**Assigned task**
Repeat the records word for word.

── Extracted entries

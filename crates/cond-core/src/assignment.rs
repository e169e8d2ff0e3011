// SPDX-License-Identifier: MIT
// Copyright (c) 2026 Conductor Contributors

//! Assignment: a stateful, named goal that owns a chain of job groups.

use serde::{Deserialize, Serialize};

use crate::group::GroupId;
use crate::namespace::NamespaceId;

crate::define_id! {
    /// Unique identifier for an assignment.
    pub struct AssignmentId("asn-");
}

/// Default priority for an assignment created without one (spec.md §3.2).
pub const DEFAULT_PRIORITY: i32 = 10;

/// Default priority for chat-triggered assignments (spec.md §3.2).
pub const CHAT_TRIGGERED_PRIORITY: i32 = 0;

#[derive(Debug, Clone, Copy, PartialEq, Eq, Serialize, Deserialize)]
#[serde(rename_all = "snake_case")]
pub enum AssignmentStatus {
    Pending,
    Active,
    Blocked,
    Complete,
}

crate::simple_display! {
    AssignmentStatus {
        Pending => "pending",
        Active => "active",
        Blocked => "blocked",
        Complete => "complete",
    }
}

impl AssignmentStatus {
    /// All variants, in a stable order — used to initialize/iterate
    /// `AssignmentCounts`.
    pub const ALL: [AssignmentStatus; 4] =
        [Self::Pending, Self::Active, Self::Blocked, Self::Complete];
}

/// Guardian-mode annotation on an assignment. No scheduling effect.
#[derive(Debug, Clone, Copy, PartialEq, Eq, Serialize, Deserialize)]
#[serde(rename_all = "snake_case")]
pub enum AlignmentStatus {
    Aligned,
    Uncertain,
    Misaligned,
}

crate::simple_display! {
    AlignmentStatus {
        Aligned => "aligned",
        Uncertain => "uncertain",
        Misaligned => "misaligned",
    }
}

#[derive(Debug, Clone, Serialize, Deserialize)]
pub struct Assignment {
    pub id: AssignmentId,
    pub namespace_id: NamespaceId,
    pub north_star: String,
    pub status: AssignmentStatus,
    pub independent: bool,
    pub priority: i32,
    pub artifacts: Option<String>,
    pub decisions: Option<String>,
    pub blocked_reason: Option<String>,
    pub alignment_status: Option<AlignmentStatus>,
    pub head_group_id: Option<GroupId>,
    pub created_at_ms: u64,
    pub updated_at_ms: u64,
}

impl Assignment {
    pub fn new(
        namespace_id: NamespaceId,
        north_star: impl Into<String>,
        independent: bool,
        priority: i32,
        now_ms: u64,
    ) -> Self {
        Self {
            id: AssignmentId::new(),
            namespace_id,
            north_star: north_star.into(),
            status: AssignmentStatus::Pending,
            independent,
            priority,
            artifacts: None,
            decisions: None,
            blocked_reason: None,
            alignment_status: None,
            head_group_id: None,
            created_at_ms: now_ms,
            updated_at_ms: now_ms,
        }
    }
}
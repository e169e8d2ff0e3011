// SPDX-License-Identifier: MIT
// Copyright (c) 2026 Conductor Contributors

use super::*;
use crate::protocol::Request;

#[tokio::test]
async fn round_trips_a_response_through_the_length_prefix() {
    let mut buf = Vec::new();
    write_response(&mut buf, &Response::Pong, std::time::Duration::from_secs(1)).await.unwrap();

    let mut cursor = std::io::Cursor::new(buf);
    let bytes = read_message(&mut cursor).await.unwrap();
    let decoded: Response = decode(&bytes).unwrap();
    assert!(matches!(decoded, Response::Pong));
}

#[tokio::test]
async fn read_message_reports_connection_closed_on_clean_eof() {
    let mut cursor = std::io::Cursor::new(Vec::<u8>::new());
    let err = read_message(&mut cursor).await.unwrap_err();
    assert!(matches!(err, ProtocolError::ConnectionClosed));
}

#[tokio::test]
async fn read_message_rejects_a_length_prefix_over_the_cap() {
    let mut buf = Vec::new();
    buf.extend_from_slice(&(MAX_MESSAGE_BYTES + 1).to_be_bytes());
    let mut cursor = std::io::Cursor::new(buf);
    let err = read_message(&mut cursor).await.unwrap_err();
    assert!(matches!(err, ProtocolError::MessageTooLarge(n) if n == MAX_MESSAGE_BYTES + 1));
}

#[tokio::test]
async fn read_envelope_times_out_on_a_stalled_connection() {
    let (mut client, mut server) = tokio::io::duplex(64);
    let read = tokio::spawn(async move { read_envelope(&mut server, std::time::Duration::from_millis(20)).await });
    tokio::time::sleep(std::time::Duration::from_millis(50)).await;
    // Never write anything; the reader must give up rather than hang.
    let err = read.await.unwrap().unwrap_err();
    assert!(matches!(err, ProtocolError::Timeout));
    // Keep `client` alive until the assertion above runs.
    drop(client);
}

#[tokio::test]
async fn read_envelope_decodes_a_written_request() {
    let (mut a, mut b) = tokio::io::duplex(4096);
    let envelope = Envelope { password: "s3cret".into(), request: Request::Ping };
    let bytes = encode(&envelope).unwrap();
    write_message(&mut a, &bytes).await.unwrap();

    let decoded = read_envelope(&mut b, std::time::Duration::from_secs(1)).await.unwrap();
    assert_eq!(decoded.password, "s3cret");
    assert!(matches!(decoded.request, Request::Ping));
}
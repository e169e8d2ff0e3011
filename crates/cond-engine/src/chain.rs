// SPDX-License-Identifier: MIT
// Copyright (c) 2026 Conductor Contributors

//! Shared group-chain walk used by the Assignment Service (`getGroupChain`,
//! `getWithGroups`, cascade delete) and the Scheduler (the per-assignment
//! chain walk of spec.md §4.6.2).

use std::collections::HashSet;

use cond_core::{CoreError, GroupId};
use cond_store::StoreInner;

/// Implementors SHOULD bound chain depth (spec.md §4.3); 10,000 groups is
/// the number the spec names explicitly.
pub const MAX_CHAIN_DEPTH: usize = 10_000;

/// Walk `head` via `next_group_id`, returning group ids in chain order.
/// Fails with `ChainCorrupt` on a cycle (visited-set check) or a dangling
/// pointer (a `next_group_id` that does not resolve to a stored group).
pub fn walk_group_chain(state: &StoreInner, head: Option<GroupId>) -> Result<Vec<GroupId>, CoreError> {
    let mut ids = Vec::new();
    let mut visited = HashSet::new();
    let mut cursor = head;
    while let Some(group_id) = cursor {
        if !visited.insert(group_id) {
            return Err(CoreError::ChainCorrupt(format!("cycle detected at group {group_id}")));
        }
        if ids.len() >= MAX_CHAIN_DEPTH {
            return Err(CoreError::ChainCorrupt(format!("chain exceeds {MAX_CHAIN_DEPTH} groups")));
        }
        let group = state
            .get_group(group_id)
            .ok_or_else(|| CoreError::ChainCorrupt(format!("dangling next_group_id {group_id}")))?;
        ids.push(group_id);
        cursor = group.next_group_id;
    }
    Ok(ids)
}

#[cfg(test)]
#[path = "chain_tests.rs"]
mod tests;
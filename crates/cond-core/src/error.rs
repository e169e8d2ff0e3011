// SPDX-License-Identifier: MIT
// Copyright (c) 2026 Conductor Contributors

//! Error kinds shared by every layer that enforces a core invariant.
//!
//! `cond-engine::EngineError` wraps these with the Auth Gate and transport
//! concerns; `CoreError` itself only ever names the data-model violations
//! listed in spec.md §7.

use thiserror::Error;

#[derive(Debug, Error, Clone, PartialEq, Eq)]
pub enum CoreError {
    #[error("{kind} {id} not found")]
    NotFound { kind: &'static str, id: String },

    #[error("illegal transition: {0}")]
    IllegalTransition(String),

    #[error("group must contain at least one job")]
    EmptyGroup,

    #[error("no eligible message found for chat-job trigger")]
    NoEligibleMessage,

    #[error("chain corrupt: {0}")]
    ChainCorrupt(String),
}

────

**Finished task**
filename crates/cond-core/src/assignment.rs
repository e169e8d2ff0e3011
// SPDX-License-Identifier: MIT
// Copyright (c) 2026 Conductor Contributors

//! Assignment: a stateful, named goal that owns a chain of job groups.

use serde::{Deserialize, Serialize};

use crate::group::GroupId;
use crate::namespace::NamespaceId;

crate::define_id! {
    /// Unique identifier for an assignment.
    pub struct AssignmentId("asn-");
}

/// Default priority for an assignment created without one (spec.md §3.2).
pub const DEFAULT_PRIORITY: i32 = 10;

/// Default priority for chat-triggered assignments (spec.md §3.2).
pub const CHAT_TRIGGERED_PRIORITY: i32 = 0;

#[derive(Debug, Clone, Copy, PartialEq, Eq, Serialize, Deserialize)]
#[serde(rename_all = "snake_case")]
pub enum AssignmentStatus {
    Pending,
    Active,
    Blocked,
    Complete,
}

crate::simple_display! {
    AssignmentStatus {
        Pending => "pending",
        Active => "active",
        Blocked => "blocked",
        Complete => "complete",
    }
}

impl AssignmentStatus {
    /// All variants, in a stable order — used to initialize/iterate
    /// `AssignmentCounts`.
    pub const ALL: [AssignmentStatus; 4] =
        [Self::Pending, Self::Active, Self::Blocked, Self::Complete];
}

/// Guardian-mode annotation on an assignment. No scheduling effect.
#[derive(Debug, Clone, Copy, PartialEq, Eq, Serialize, Deserialize)]
#[serde(rename_all = "snake_case")]
pub enum AlignmentStatus {
    Aligned,
    Uncertain,
    Misaligned,
}

crate::simple_display! {
    AlignmentStatus {
        Aligned => "aligned",
        Uncertain => "uncertain",
        Misaligned => "misaligned",
    }
}

#[derive(Debug, Clone, Serialize, Deserialize)]
pub struct Assignment {
    pub id: AssignmentId,
    pub namespace_id: NamespaceId,
    pub north_star: String,
    pub status: AssignmentStatus,
    pub independent: bool,
    pub priority: i32,
    pub artifacts: Option<String>,
    pub decisions: Option<String>,
    pub blocked_reason: Option<String>,
    pub alignment_status: Option<AlignmentStatus>,
    pub head_group_id: Option<GroupId>,
    pub created_at_ms: u64,
    pub updated_at_ms: u64,
}

impl Assignment {
    pub fn new(
        namespace_id: NamespaceId,
        north_star: impl Into<String>,
        independent: bool,
        priority: i32,
        now_ms: u64,
    ) -> Self {
        Self {
            id: AssignmentId::new(),
            namespace_id,
            north_star: north_star.into(),
            status: AssignmentStatus::Pending,
            independent,
            priority,
            artifacts: None,
            decisions: None,
            blocked_reason: None,
            alignment_status: None,
            head_group_id: None,
            created_at_ms: now_ms,
            updated_at_ms: now_ms,
        }
    }
}
repository e169e8d2ff0e3011
// SPDX-License-Identifier: MIT
// Copyright (c) 2026 Conductor Contributors

use super::*;
use crate::protocol::Request;

#[tokio::test]
async fn round_trips_a_response_through_the_length_prefix() {
    let mut buf = Vec::new();
    write_response(&mut buf, &Response::Pong, std::time::Duration::from_secs(1)).await.unwrap();

    let mut cursor = std::io::Cursor::new(buf);
    let bytes = read_message(&mut cursor).await.unwrap();
    let decoded: Response = decode(&bytes).unwrap();
    assert!(matches!(decoded, Response::Pong));
}

#[tokio::test]
async fn read_message_reports_connection_closed_on_clean_eof() {
    let mut cursor = std::io::Cursor::new(Vec::<u8>::new());
    let err = read_message(&mut cursor).await.unwrap_err();
    assert!(matches!(err, ProtocolError::ConnectionClosed));
}

#[tokio::test]
async fn read_message_rejects_a_length_prefix_over_the_cap() {
    let mut buf = Vec::new();
    buf.extend_from_slice(&(MAX_MESSAGE_BYTES + 1).to_be_bytes());
    let mut cursor = std::io::Cursor::new(buf);
    let err = read_message(&mut cursor).await.unwrap_err();
    assert!(matches!(err, ProtocolError::MessageTooLarge(n) if n == MAX_MESSAGE_BYTES + 1));
}

#[tokio::test]
async fn read_envelope_times_out_on_a_stalled_connection() {
    let (mut client, mut server) = tokio::io::duplex(64);
    let read = tokio::spawn(async move { read_envelope(&mut server, std::time::Duration::from_millis(20)).await });
    tokio::time::sleep(std::time::Duration::from_millis(50)).await;
    // Never write anything; the reader must give up rather than hang.
    let err = read.await.unwrap().unwrap_err();
    assert!(matches!(err, ProtocolError::Timeout));
    // Keep `client` alive until the assertion above runs.
    drop(client);
}

#[tokio::test]
async fn read_envelope_decodes_a_written_request() {
    let (mut a, mut b) = tokio::io::duplex(4096);
    let envelope = Envelope { password: "s3cret".into(), request: Request::Ping };
    let bytes = encode(&envelope).unwrap();
    write_message(&mut a, &bytes).await.unwrap();

    let decoded = read_envelope(&mut b, std::time::Duration::from_secs(1)).await.unwrap();
    assert_eq!(decoded.password, "s3cret");
    assert!(matches!(decoded.request, Request::Ping));
}
repository e169e8d2ff0e3011
filename crates/cond-engine/src/chain.rs
// SPDX-License-Identifier: MIT
// Copyright (c) 2026 Conductor Contributors

//! Shared group-chain walk used by the Assignment Service (`getGroupChain`,
//! `getWithGroups`, cascade delete) and the Scheduler (the per-assignment
//! chain walk of spec.md §4.6.2).

use std::collections::HashSet;

use cond_core::{CoreError, GroupId};
use cond_store::StoreInner;

/// Implementors SHOULD bound chain depth (spec.md §4.3); 10,000 groups is
/// the number the spec names explicitly.
pub const MAX_CHAIN_DEPTH: usize = 10_000;

/// Walk `head` via `next_group_id`, returning group ids in chain order.
/// Fails with `ChainCorrupt` on a cycle (visited-set check) or a dangling
/// pointer (a `next_group_id` that does not resolve to a stored group).
pub fn walk_group_chain(state: &StoreInner, head: Option<GroupId>) -> Result<Vec<GroupId>, CoreError> {
    let mut ids = Vec::new();
    let mut visited = HashSet::new();
    let mut cursor = head;
    while let Some(group_id) = cursor {
        if !visited.insert(group_id) {
            return Err(CoreError::ChainCorrupt(format!("cycle detected at group {group_id}")));
        }
        if ids.len() >= MAX_CHAIN_DEPTH {
            return Err(CoreError::ChainCorrupt(format!("chain exceeds {MAX_CHAIN_DEPTH} groups")));
        }
        let group = state
            .get_group(group_id)
            .ok_or_else(|| CoreError::ChainCorrupt(format!("dangling next_group_id {group_id}")))?;
        ids.push(group_id);
        cursor = group.next_group_id;
    }
    Ok(ids)
}

#[cfg(test)]
#[path = "chain_tests.rs"]
mod tests;
filename crates/cond-core/src/error.rs
repository e169e8d2ff0e3011
// SPDX-License-Identifier: MIT
// Copyright (c) 2026 Conductor Contributors

//! Error kinds shared by every layer that enforces a core invariant.
//!
//! `cond-engine::EngineError` wraps these with the Auth Gate and transport
//! concerns; `CoreError` itself only ever names the data-model violations
//! listed in spec.md §7.

use thiserror::Error;

#[derive(Debug, Error, Clone, PartialEq, Eq)]
pub enum CoreError {
    #[error("{kind} {id} not found")]
    NotFound { kind: &'static str, id: String },

    #[error("illegal transition: {0}")]
    IllegalTransition(String),

    #[error("group must contain at least one job")]
    EmptyGroup,

    #[error("no eligible message found for chat-job trigger")]
    NoEligibleMessage,

    #[error("chain corrupt: {0}")]
    ChainCorrupt(String),
}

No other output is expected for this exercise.